Working from home was a novelty at first, but it looks like it’s certainly going nowhere for the time being for many workers based in the UK. Considering this, are you doing your best to boost your wellbeing whilst working from home? Here are five suggestions to help. 

If you’d like some more tips on how to boost your wellbeing, join our webinar ‘Boost Your Mental Health and Wellbeing While WFH’ webinar on November 12. Click here to register.


Communicate your boundaries

Consider this the holy grail of working from home. If you don’t communicate your boundaries, or confront those who overstep them, you will struggle much more than if you learn how to do it effectively. Communicating your boundaries is explaining to people how you expect to be treated, particularly when you are available or unavailable. 
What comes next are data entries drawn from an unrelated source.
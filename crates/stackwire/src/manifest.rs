//! provisioning manifest (`stackwire.yaml`)
//!
//! The manifest describes everything about a run that is not a job document: where the job
//! documents live, which parameter store entries feed the build context, storage targets, stack
//! dependencies and policy overrides. Its raw text goes through the same token substitution as job
//! documents before it is parsed, so values like `{env_name}` may be used anywhere.
//!
//! ```yaml
//! namespace: cdk
//! configRoot: gluejobs
//! dependsOnStacks: [common-orchestration]
//! storage:
//!   - name: "{service_name}-{env_name}-raw"
//!     encryptionKey: { component: data-services-baseline, field: kms-key-arn }
//!     grants:
//!       - principal: "arn:aws:iam::{is_account_number}:root"
//!         actions: ["s3:GetObject"]
//! ```
use crate::descriptor::AccessGrant;
use crate::discovery::DEFAULT_SUFFIX;
use crate::graph::DependencyEdge;
use crate::parameter_store::ParameterReference;
use crate::policy::JobPolicy;
use crate::template::{substitute, SubstitutionMap};
use serde::Deserialize;
use std::path::{Path, PathBuf};

pub const DEFAULT_FILE_NAME: &str = "stackwire.yaml";

#[derive(Debug, Clone, PartialEq, Deserialize)]
#[serde(default, rename_all = "camelCase", deny_unknown_fields)]
pub struct Manifest {
    /// first segment of every parameter path
    pub namespace: String,
    /// path segment between service name and script prefix in script locations
    pub job_kind: String,
    pub config_root: PathBuf,
    pub suffix: String,
    pub parameters: ContextParameters,
    pub policy: JobPolicy,
    pub storage: Vec<StorageTargetConfig>,
    pub depends_on_stacks: Vec<String>,
    pub dependencies: Vec<DependencyEdge>,
    /// component segment used when publishing; defaults to the service name
    pub publish_component: Option<String>,
}

impl Default for Manifest {
    fn default() -> Self {
        Self {
            namespace: "cdk".to_owned(),
            job_kind: "glue".to_owned(),
            config_root: PathBuf::from("gluejobs"),
            suffix: DEFAULT_SUFFIX.to_owned(),
            parameters: Default::default(),
            policy: Default::default(),
            storage: vec![],
            depends_on_stacks: vec![],
            dependencies: vec![],
            publish_component: None,
        }
    }
}

impl Manifest {
    /// Read, substitute and parse a manifest file
    ///
    /// A relative `configRoot` is resolved against the manifest's directory.
    pub fn load(path: &Path, substitutions: &SubstitutionMap) -> Result<Self, ManifestError> {
        tracing::info!(path=%path.display(), "loading manifest");

        let raw = std::fs::read_to_string(path).map_err(|source| ManifestError::Read {
            path: path.to_owned(),
            source,
        })?;

        let mut manifest = Self::parse(&raw, substitutions).map_err(|source| {
            ManifestError::Parse {
                path: path.to_owned(),
                source,
            }
        })?;

        if manifest.config_root.is_relative() {
            if let Some(dir) = path.parent() {
                manifest.config_root = dir.join(&manifest.config_root);
            }
        }

        Ok(manifest)
    }

    pub fn parse(raw: &str, substitutions: &SubstitutionMap) -> Result<Self, serde_yaml::Error> {
        let text = substitute(raw, substitutions);
        if text.trim().is_empty() {
            return Ok(Self::default());
        }

        serde_yaml::from_str(&text)
    }
}

/// Parameter store entries resolved into the build context
#[derive(Debug, Clone, PartialEq, Deserialize)]
#[serde(default, rename_all = "camelCase", deny_unknown_fields)]
pub struct ContextParameters {
    pub role_arn: ParameterReference,
    /// bucket arn, `s3://` uri or bucket name
    pub storage_root: ParameterReference,
    pub security_configuration: ParameterReference,
    /// comma separated connection names
    pub connections: ParameterReference,
}

impl Default for ContextParameters {
    fn default() -> Self {
        const BASELINE: &str = "data-services-baseline";
        Self {
            role_arn: ParameterReference::new(BASELINE, "glue-role-arn"),
            storage_root: ParameterReference::new(BASELINE, "data-artifact-bucket-arn"),
            security_configuration: ParameterReference::new(BASELINE, "glue-security-configuration"),
            connections: ParameterReference::new(BASELINE, "glue-connection-names"),
        }
    }
}

#[derive(Debug, Clone, PartialEq, Deserialize)]
#[serde(rename_all = "camelCase", deny_unknown_fields)]
pub struct StorageTargetConfig {
    pub name: String,
    pub encryption_key: ParameterReference,
    #[serde(default = "enabled")]
    pub versioned: bool,
    #[serde(default = "enabled")]
    pub block_public_access: bool,
    #[serde(default = "enabled")]
    pub enforce_tls: bool,
    #[serde(default)]
    pub access_log_target: Option<String>,
    #[serde(default)]
    pub grants: Vec<AccessGrant>,
}

fn enabled() -> bool {
    true
}

#[derive(thiserror::Error, Debug)]
pub enum ManifestError {
    #[error("Unable to read manifest {}", .path.display())]
    Read {
        path: PathBuf,
        #[source]
        source: std::io::Error,
    },
    #[error("Invalid manifest {}", .path.display())]
    Parse {
        path: PathBuf,
        #[source]
        source: serde_yaml::Error,
    },
}

#[cfg(test)]
mod test {
    use super::*;
    use crate::descriptor::ResourceId;
    use pretty_assertions::assert_eq;

    fn substitutions() -> SubstitutionMap {
        [
            ("env_name", "dev"),
            ("service_name", "admissions"),
            ("is_account_number", "222"),
        ]
        .into_iter()
        .collect()
    }

    #[test]
    fn empty_manifest_is_default() {
        assert_eq!(Manifest::parse("", &substitutions()).unwrap(), Manifest::default());
    }

    #[test]
    fn full_manifest() {
        let manifest = Manifest::parse(
            r#"
namespace: platform
configRoot: jobs
policy:
  workerCount: 2
dependsOnStacks: [common-orchestration]
dependencies:
  - from: "storage:{service_name}-{env_name}-raw"
    to: "stack:network"
storage:
  - name: "{service_name}-{env_name}-raw"
    encryptionKey: { component: data-services-baseline, field: kms-key-arn }
    versioned: false
    accessLogTarget: access-logs
    grants:
      - principal: "arn:aws:iam::{is_account_number}:root"
        actions: ["s3:GetObject", "s3:ListBucket"]
        sourceAccount: "{is_account_number}"
"#,
            &substitutions(),
        )
        .unwrap();

        assert_eq!(manifest.namespace, "platform");
        assert_eq!(manifest.job_kind, "glue");
        assert_eq!(manifest.policy.worker_count, 2);
        assert_eq!(manifest.policy.timeout, 60);
        assert_eq!(manifest.depends_on_stacks, vec!["common-orchestration"]);
        assert_eq!(
            manifest.dependencies,
            vec![DependencyEdge::new(
                ResourceId::storage("admissions-dev-raw"),
                ResourceId::stack("network")
            )]
        );

        let storage = &manifest.storage[0];
        assert_eq!(storage.name, "admissions-dev-raw");
        assert!(!storage.versioned);
        assert!(storage.block_public_access);
        assert!(storage.enforce_tls);
        assert_eq!(storage.grants[0].principal, "arn:aws:iam::222:root");
        assert_eq!(storage.grants[0].source_account.as_deref(), Some("222"));
    }

    #[test]
    fn unknown_keys_are_rejected() {
        assert!(Manifest::parse("configroot: typo\n", &substitutions()).is_err());
    }

    #[test]
    fn config_root_relative_to_manifest() {
        let dir = tempfile::tempdir().unwrap();
        let path = dir.path().join(DEFAULT_FILE_NAME);
        std::fs::write(&path, "configRoot: jobs\n").unwrap();

        let manifest = Manifest::load(&path, &substitutions()).unwrap();
        assert_eq!(manifest.config_root, dir.path().join("jobs"));
    }
}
When working from home it’s easy to work more hours than you intend, or work through your breaks, because your colleagues are not around to see you physically working or taking a break. It’s also easy for family members to interrupt your work time if they are unaware of your boundaries. 

Setting these boundaries is important because firstly they prevent interruptions, and secondly, they allow you to get a proper break, both of which are important to boost your wellbeing. There are two simple ways you can set boundaries. Firstly, with those living in your house, gently let them know your expectations. If they overstep your boundary, remind them and let them know why they are important to you. With colleagues, you can use whatever software available to you to signal when you are available.
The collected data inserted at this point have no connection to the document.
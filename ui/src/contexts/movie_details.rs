use payloads::{MovieDetails, MovieId};
use yew::prelude::*;

/// What the search results and details panel may see and do.
///
/// The owning component keeps the selection and panel visibility in its own
/// state and hands this down to its subtree with a `ContextProvider`.
#[derive(Clone, PartialEq)]
pub struct MovieDetailsContext {
    pub show_movie_details: bool,
    pub movie_details: MovieDetails,
    pub details_data_is_loading: bool,
    pub toggle_visibility: Callback<()>,
    pub set_selected_id: Callback<MovieId>,
}

impl MovieDetailsContext {
    /// Select a movie and make sure the panel is open.
    pub fn select(&self, movie_id: MovieId) {
        self.set_selected_id.emit(movie_id);
        if !self.show_movie_details {
            self.toggle_visibility.emit(());
        }
    }
}

#[hook]
pub fn use_movie_details_context() -> MovieDetailsContext {
    use_context::<MovieDetailsContext>().expect(
        "use_movie_details_context must be used within a MovieDetailsContext provider",
    )
}
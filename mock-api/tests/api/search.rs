use payloads::{ClientError, SearchQuery};
use reqwest::StatusCode;

use test_helpers::{
    assert_status_code, spawn_app, spawn_app_with_generated,
    spawn_misbehaving_app,
};

#[tokio::test]
async fn single_match_fits_one_page() -> anyhow::Result<()> {
    let app = spawn_app().await;

    let page = app.search("Inception").await?;

    assert_eq!(page.page_count, 1);
    assert_eq!(page.results.len(), 1);
    assert_eq!(page.results[0].title, "Inception");
    assert_eq!(page.results[0].id.as_str(), "tt1375666");
    assert_eq!(page.results[0].year.as_deref(), Some("2010"));
    // the catalog has no posters, and "N/A" is not passed through
    assert_eq!(page.results[0].poster, None);
    Ok(())
}

#[tokio::test]
async fn search_ignores_case() -> anyhow::Result<()> {
    let app = spawn_app().await;

    let page = app.search("the matrix").await?;

    let titles: Vec<&str> =
        page.results.iter().map(|r| r.title.as_str()).collect();
    assert_eq!(
        titles,
        vec!["The Matrix", "The Matrix Reloaded", "The Matrix Revolutions"]
    );
    Ok(())
}

#[tokio::test]
async fn no_match_is_empty_page() -> anyhow::Result<()> {
    let app = spawn_app().await;

    let page = app.search("zzzzzz").await?;

    assert!(page.results.is_empty());
    assert_eq!(page.page_count, 0);
    Ok(())
}

#[tokio::test]
async fn results_are_paged() -> anyhow::Result<()> {
    let app = spawn_app_with_generated("Test Movie", 25).await;
    let first = SearchQuery::new("test movie");

    let page_one = app.client.search_movies(&first).await?;
    assert_eq!(page_one.page_count, 3);
    assert_eq!(page_one.results.len(), 10);
    assert_eq!(page_one.results[0].title, "Test Movie 1");

    let page_three = app.client.search_movies(&first.with_page(3)).await?;
    assert_eq!(page_three.page_count, 3);
    assert_eq!(page_three.results.len(), 5);
    assert_eq!(page_three.results[0].title, "Test Movie 21");
    Ok(())
}

#[tokio::test]
async fn page_past_the_end_is_empty() -> anyhow::Result<()> {
    let app = spawn_app_with_generated("Test Movie", 12).await;

    let page = app
        .client
        .search_movies(&SearchQuery::new("Test Movie").with_page(5))
        .await?;

    assert!(page.is_empty());
    Ok(())
}

#[tokio::test]
async fn demo_catalog_has_two_pages_of_aliens() -> anyhow::Result<()> {
    let app = spawn_app().await;

    let page = app.search("alien").await?;

    assert_eq!(page.page_count, 2);
    assert_eq!(page.results.len(), 10);
    Ok(())
}

#[tokio::test]
async fn wrong_api_key_rejected() -> anyhow::Result<()> {
    let app = spawn_app().await;
    let client = app.client_with_api_key("not-the-key");

    let result = client.search_movies(&SearchQuery::new("Inception")).await;

    assert_status_code(result, StatusCode::UNAUTHORIZED);
    Ok(())
}

#[tokio::test]
async fn zero_page_rejected() -> anyhow::Result<()> {
    let app = spawn_app().await;

    let url = format!(
        "{}/?apikey={}&s=Inception&page=0",
        app.address(),
        test_helpers::TEST_API_KEY
    );
    let response = app.client.inner_client.get(&url).send().await?;

    assert_eq!(response.status(), StatusCode::BAD_REQUEST);
    Ok(())
}

#[tokio::test]
async fn non_json_body_is_an_error() -> anyhow::Result<()> {
    let app = spawn_misbehaving_app().await;

    let result = app.search("Inception").await;

    assert!(
        matches!(result, Err(ClientError::InvalidResponse(_))),
        "expected an invalid response error, got {result:?}"
    );
    Ok(())
}
use yew::prelude::*;

use crate::components::layout::Header;

#[derive(Properties, PartialEq)]
pub struct MainLayoutProps {
    pub children: Children,
}

#[function_component]
pub fn MainLayout(props: &MainLayoutProps) -> Html {
    html! {
        <div class="min-h-screen bg-white dark:bg-gray-900 text-gray-900 dark:text-gray-100 transition-colors">
            <Header />
            <main class="max-w-4xl mx-auto px-4 sm:px-6 lg:px-8 py-8">
                {for props.children.iter()}
            </main>
        </div>
    }
}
For example, did you know that Skype has a feature where you can display your status from available, to busy, or even ‘be right back’? Why not try communicating to your colleagues in a friendly but assertive way, like: “Thank you for your email. I won’t be able to finish that task tonight because I log off at 5pm, but I will start it tomorrow in the morning as a top priority.”


Challenge yourself to learn something new

We have a natural desire to learn. Learning helps build self-esteem, increases our sense of purpose and can be a great way to connect with others. When you’re focused on a task you’re enjoying, this is called a “flow state”. It activates the release of the chemical dopamine which gives you that feel-good hit and also staves off anxiety, stress and worries. Did you know that lifelong learning can even combat the psychological consequences of ageing by reducing the likelihood of dementia?  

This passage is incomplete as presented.